Monumental Cemetery of Staglieno: An Open Air Museum

One of the largest cemeteries in Europe: Monumental Cemetery of Staglieno is famous for it’s sculptures. Located in Genoa, Italy, the cemetery has an area of around 2 square miles.

In 1835, the city authorities delegated the design of the cemetery, to the Civil Architect Carlo Barabino. He was well know for designing a layout of Genoa’s city center. Also, he constructed a few public buildings: Academy Palace, Carlo Felice Theater, Mental Hospital and so on. Unfortunately, Barabino was a victim of a cholera epidemic, that took many lives in Genoa. Therefore, the work was completed by his student Giovanni Battista Resasco. So, the cemetery of Staglieno was officially opened in 1851.

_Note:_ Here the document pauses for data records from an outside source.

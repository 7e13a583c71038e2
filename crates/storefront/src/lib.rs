//! Copperbay Storefront - client-side state layer.
//!
//! This crate keeps an in-memory mirror of the shop's remote state with
//! minimal latency and user-visible correctness:
//!
//! - [`catalog`] - read-through cache for catalog collections. Concurrent
//!   readers of an uncached resource share a single remote fetch; entries
//!   live for the session and never expire on their own.
//! - [`wishlist`] - optimistic mutation engine. Toggles apply locally before
//!   the remote write resolves and are rolled back exactly if it fails.
//! - [`cart`] - local cart store with transactional validation.
//! - [`events`] - broadcast surface letting any number of independently
//!   mounted consumers observe state changes without re-fetching.
//! - [`api`] - the remote data gateway, the only place network I/O happens.
//!
//! [`state::StoreState`] bundles the pieces and is the handle the view layer
//! holds.
//!
//! # Example
//!
//! ```rust,ignore
//! use copperbay_storefront::config::StoreConfig;
//! use copperbay_storefront::state::StoreState;
//!
//! let store = StoreState::new(StoreConfig::from_env()?)?;
//!
//! // Any number of components can do this; only one fetch goes out.
//! let brands = store.catalog().brands().await?;
//!
//! // Applies immediately, reconciles in the background.
//! store.wishlist().toggle(&product)?;
//! ```

#![cfg_attr(not(test), forbid(unsafe_code))]

pub mod api;
pub mod cart;
pub mod catalog;
pub mod config;
pub mod error;
pub mod events;
pub mod notify;
pub mod state;
pub mod wishlist;
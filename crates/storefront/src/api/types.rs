//! Wire types for the shop REST API.
//!
//! These mirror the JSON payloads the backend serves. Collection payloads are
//! plain arrays of the element type; the gateway decodes them per resource
//! key.

use chrono::{DateTime, Utc};
use copperbay_core::{BrandId, CategoryId, DealId, Price, ProductId, SliderId, SubCategoryId};
use serde::{Deserialize, Serialize};

/// A sellable product.
#[derive(Debug, Clone, PartialEq, Serialize, Deserialize)]
pub struct Product {
    pub id: ProductId,
    pub title: String,
    pub slug: String,
    #[serde(default)]
    pub description: Option<String>,
    pub price: Price,
    /// Strike-through price when the product is discounted.
    #[serde(default)]
    pub compare_at_price: Option<Price>,
    #[serde(default)]
    pub images: Vec<String>,
    /// Color variant axis; empty when the product has no color variants.
    #[serde(default)]
    pub colors: Vec<String>,
    /// Size variant axis; empty when the product has no size variants.
    #[serde(default)]
    pub sizes: Vec<String>,
    #[serde(default)]
    pub brand_id: Option<BrandId>,
    #[serde(default)]
    pub category_id: Option<CategoryId>,
    #[serde(default = "default_in_stock")]
    pub in_stock: bool,
}

const fn default_in_stock() -> bool {
    true
}

impl Product {
    /// Whether the product declares any variant axis that requires a
    /// selection before it can be added to the cart.
    #[must_use]
    pub fn has_variants(&self) -> bool {
        !self.colors.is_empty() || !self.sizes.is_empty()
    }
}

/// A top-level catalog category.
#[derive(Debug, Clone, PartialEq, Eq, Serialize, Deserialize)]
pub struct Category {
    pub id: CategoryId,
    pub name: String,
    pub slug: String,
    #[serde(default)]
    pub image: Option<String>,
}

/// A sub-category nested under a [`Category`].
#[derive(Debug, Clone, PartialEq, Eq, Serialize, Deserialize)]
pub struct SubCategory {
    pub id: SubCategoryId,
    pub name: String,
    pub slug: String,
    pub category_id: CategoryId,
}

/// A product brand.
#[derive(Debug, Clone, PartialEq, Eq, Serialize, Deserialize)]
pub struct Brand {
    pub id: BrandId,
    pub name: String,
    pub slug: String,
    #[serde(default)]
    pub logo: Option<String>,
}

/// A time-boxed promotion on a product.
#[derive(Debug, Clone, PartialEq, Serialize, Deserialize)]
pub struct Deal {
    pub id: DealId,
    pub product: Product,
    /// Percentage off the listed price, 0-100.
    pub discount_percent: u8,
    #[serde(default)]
    pub ends_at: Option<DateTime<Utc>>,
}

/// A home-page hero slide.
#[derive(Debug, Clone, PartialEq, Eq, Serialize, Deserialize)]
pub struct Slider {
    pub id: SliderId,
    pub title: String,
    #[serde(default)]
    pub subtitle: Option<String>,
    pub image: String,
    #[serde(default)]
    pub link: Option<String>,
}

/// Response body of the wishlist membership probe.
#[derive(Debug, Clone, Serialize, Deserialize)]
pub struct MembershipResponse {
    pub wishlisted: bool,
}

/// Response body of the wishlist count endpoint.
#[derive(Debug, Clone, Serialize, Deserialize)]
pub struct CountResponse {
    pub count: u32,
}
//! Read-through cache for catalog collections.
//!
//! One entry per [`ResourceKey`]. A cached value is served without touching
//! the network; a miss triggers exactly one gateway fetch no matter how many
//! callers ask concurrently - later callers join the in-flight load and
//! observe its resolution. Failures are not stored, so a later call retries.
//! Entries live for the session; there is no TTL and no eviction, only the
//! explicit invalidation calls.

mod keys;

pub use keys::{CatalogData, ResourceKey};

use std::sync::Arc;

use moka::future::Cache;
use tracing::debug;

use crate::api::{GatewayError, StoreApi};
use crate::error::{Result, StoreError};
use crate::events::{EventBus, StoreEvent};

/// Session-scoped cache over the catalog endpoints.
#[derive(Clone)]
pub struct CatalogCache {
    api: Arc<dyn StoreApi>,
    cache: Cache<ResourceKey, CatalogData>,
    events: EventBus,
}

impl CatalogCache {
    /// Create a cache backed by the given gateway.
    #[must_use]
    pub fn new(api: Arc<dyn StoreApi>, events: EventBus) -> Self {
        // No TTL, no capacity bound: the catalog changes infrequently
        // relative to a browsing session and entries are invalidated
        // explicitly.
        let cache = Cache::builder().build();
        Self { api, cache, events }
    }

    /// Get a catalog collection, fetching it at most once per session.
    ///
    /// Concurrent callers of an uncached key share one gateway call and all
    /// observe the same value or the same classified failure.
    ///
    /// # Errors
    ///
    /// Returns the gateway's classified error. The entry stays absent, so a
    /// later call retries.
    pub async fn get(&self, key: ResourceKey) -> Result<CatalogData> {
        let api = Arc::clone(&self.api);
        let events = self.events.clone();

        let data = self
            .cache
            .try_get_with(key, async move {
                let data = api.fetch_resource(key).await?;
                if data.key() != key {
                    return Err(GatewayError::Decode(format!(
                        "gateway returned {} payload for key {key}",
                        data.key()
                    )));
                }
                events.emit(StoreEvent::ResourceLoaded(key));
                Ok(data)
            })
            .await
            .map_err(|e: Arc<GatewayError>| StoreError::Gateway((*e).clone()))?;

        Ok(data)
    }

    /// Whether the key currently has a stored value.
    ///
    /// An in-flight load does not count; only a completed fill does.
    #[must_use]
    pub fn is_cached(&self, key: ResourceKey) -> bool {
        self.cache.contains_key(&key)
    }

    /// Invalidate one cached collection.
    pub async fn invalidate(&self, key: ResourceKey) {
        debug!(key = %key, "Invalidating catalog entry");
        self.cache.invalidate(&key).await;
    }

    /// Invalidate every cached collection.
    pub async fn invalidate_all(&self) {
        debug!("Invalidating all catalog entries");
        self.cache.invalidate_all();
        self.cache.run_pending_tasks().await;
    }
}

/// Typed accessor per resource key; a payload under the wrong key surfaces
/// as a decode error.
macro_rules! typed_accessor {
    ($(#[$doc:meta])* $name:ident, $variant:ident, $ty:ty) => {
        $(#[$doc])*
        ///
        /// # Errors
        ///
        /// Returns the gateway's classified error if the fetch fails.
        pub async fn $name(&self) -> Result<$ty> {
            match self.get(ResourceKey::$variant).await? {
                CatalogData::$variant(value) => Ok(value),
                other => Err(StoreError::Gateway(GatewayError::Decode(format!(
                    "unexpected {} payload under key {}",
                    other.key(),
                    ResourceKey::$variant
                )))),
            }
        }
    };
}

impl CatalogCache {
    typed_accessor!(
        /// Top-level catalog categories.
        categories,
        Categories,
        Vec<crate::api::types::Category>
    );
    typed_accessor!(
        /// Sub-categories across all categories.
        sub_categories,
        SubCategories,
        Vec<crate::api::types::SubCategory>
    );
    typed_accessor!(
        /// Product brands.
        brands,
        Brands,
        Vec<crate::api::types::Brand>
    );
    typed_accessor!(
        /// The full product listing.
        products,
        Products,
        Vec<crate::api::types::Product>
    );
    typed_accessor!(
        /// Products curated for the front page.
        featured_products,
        FeaturedProducts,
        Vec<crate::api::types::Product>
    );
    typed_accessor!(
        /// Currently running hot deals.
        hot_deals,
        HotDeals,
        Vec<crate::api::types::Deal>
    );
    typed_accessor!(
        /// Currently running special deals.
        special_deals,
        SpecialDeals,
        Vec<crate::api::types::Deal>
    );
    typed_accessor!(
        /// Home-page hero slides.
        sliders,
        Sliders,
        Vec<crate::api::types::Slider>
    );
    typed_accessor!(
        /// The home-page pair of highlighted products.
        two_products,
        TwoProducts,
        Vec<crate::api::types::Product>
    );
}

The cemetery is an incredible place, with powerful and moving monuments. Almost every layer of Genoese society is represented in Staglieno: from a burial ground, with a tombstone to a family tombs. The sites are grouped, as Jewish, Military, with the terraces of Commonwealth War Graves and children. Though, children’s graves are quite sad. There are an extraordinary statues, with angels, sculls and scenes of families in mourning.

Hundreds of monuments from the 19th and 20th centuries, were created by world renown artists: Lorenzo Orengo, Santo Varni, Giulio Monteverde and Giovanni Scanzi, to name a few.

Throughout its history, the cemetery’s expansion lead to enlargements of the arcades. Today, the cemetery of Staglieno is an open air museum, that allows a visitor to reflect on life and death, while admiring an art.